This notebook illustrates how trained Cognitive Toolkit (CNTK) and TensorFlow models can be applied to large image collections using PySpark.

This notebook is part of the [Embarrassingly Parallel Image Classification](https://github.com/Azure/Embarrassingly-Parallel-Image-Classification) git repository. It assumes that a dataset and Azure N-series GPU VM have already been created for model training as described in the previous [Image Set Preparation](https://github.com/Azure/Embarrassingly-Parallel-Image-Classification/blob/master/image_set_preparation.ipynb) notebook. Note that an abbreviated instruction set is mentioned in that notebook for users who would like to employ our sample image set rather than generating their own.

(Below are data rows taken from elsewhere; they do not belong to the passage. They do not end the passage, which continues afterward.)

/// File ingestion - raw file content into a Table
///
/// Parse errors are reported before any table is built.

mod csv;
mod json;

pub use self::csv::{infer_scalar, parse_csv};
pub use self::json::parse_json;

use std::fs;
use std::path::Path;
use tracing::debug;
use crate::types::{InsightError, Table};

/// Parses a `.csv` or `.json` file by extension; the table is named after the file.
pub fn parse_file<P: AsRef<Path>>(path: P) -> Result<Table, InsightError> {
    let path = path.as_ref();
    let name = path
        .file_name()
        .map_or_else(|| path.display().to_string(), |n| n.to_string_lossy().into_owned());
    let extension = path
        .extension()
        .map(|e| e.to_string_lossy().to_ascii_lowercase())
        .unwrap_or_default();

    let bytes = fs::read(path)?;
    let text = String::from_utf8(bytes)
        .map_err(|_| InsightError::ParseError(format!("'{name}' is not valid UTF-8")))?;

    let table = match extension.as_str() {
        "csv" => parse_csv(&name, &text)?,
        "json" => parse_json(&name, &text)?,
        other => {
            return Err(InsightError::ParseError(format!("unsupported file type '.{other}' for '{name}'")));
        }
    };
    debug!(file = %name, rows = table.row_count(), cols = table.col_count(), "file parsed");
    Ok(table)
}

By default, this notebook uses our provided retrained DNNs. If you have completed the [Model Training](https://github.com/Azure/Embarrassingly-Parallel-Image-Classification/blob/master/model_training.ipynb) notebook in this repository, you can elect to use your own models by modifying the script action used during CNTK and TensorFlow installation.

## Outline
- [Set up a Microsoft HDInsight Spark cluster and Azure Data Lake Store](#setup)
   - [Provision the resources](#provision)
      - [Azure Data Lake Store](#adls)
      - [Azure HDInsight Spark cluster](#hdinsight)
      - [Check cluster deployment status](#checkstatus)
   - [Install Cognitive Toolkit, TensorFlow, and model files](#install)
      - [Run the script action](#runsa)
      - [Update the Python 3 path](#updatepath)
- [Image scoring with PySpark](#pyspark)
   - [Define functions/variables/RDDs used by both scoring pipelines](#shared)
   - [Cognitive Toolkit](#cntk)
      - [Make the trained CNTK model available to all workers](#cntkbroadcast)
      - [Define functions to be run by worker nodes](#cntkworker)
      - [Score all test set images with the trained model](#cntkscore)
      - [Evaluate the model's performance](#cntkevaluate)
   - [TensorFlow](#tf)
      - [Make the trained TensorFlow model available to all workers](#tfbroadcast)
      - [Define functions to be run by worker nodes](#tfworker)
      - [Score all test set images with the trained model](#tfscore)
      - [Evaluate the model's performance](#tfevaluate)
- [Next steps](#next)

<a name="setup"></a>
## Set up a Microsoft HDInsight Spark cluster and associated Azure Data Lake Store

In the previous notebooks, we illustrated how to use a Windows Data Science Virtual Machine to create the training/validation image sets and train DNNs for this image classification task. In this section, we illustrate how to transfer the data and models to an Azure Data Lake Store (a cloud-based HDFS). We also show how to provision and set up the HDInsight Spark cluster which will apply the models to the data in subsequent sections.

<a name="provision"></a>
### Provision the resources

<a name="adls"></a>
#### Azure Data Lake Store
We have provided directions for provisioning and setting up the ADLS through the [Azure CLI 2.0](https://docs.microsoft.com/en-us/cli/azure/install-azure-cli?view=azure-cli-latest), which comes preinstalled on the Data Science Virtual Machine.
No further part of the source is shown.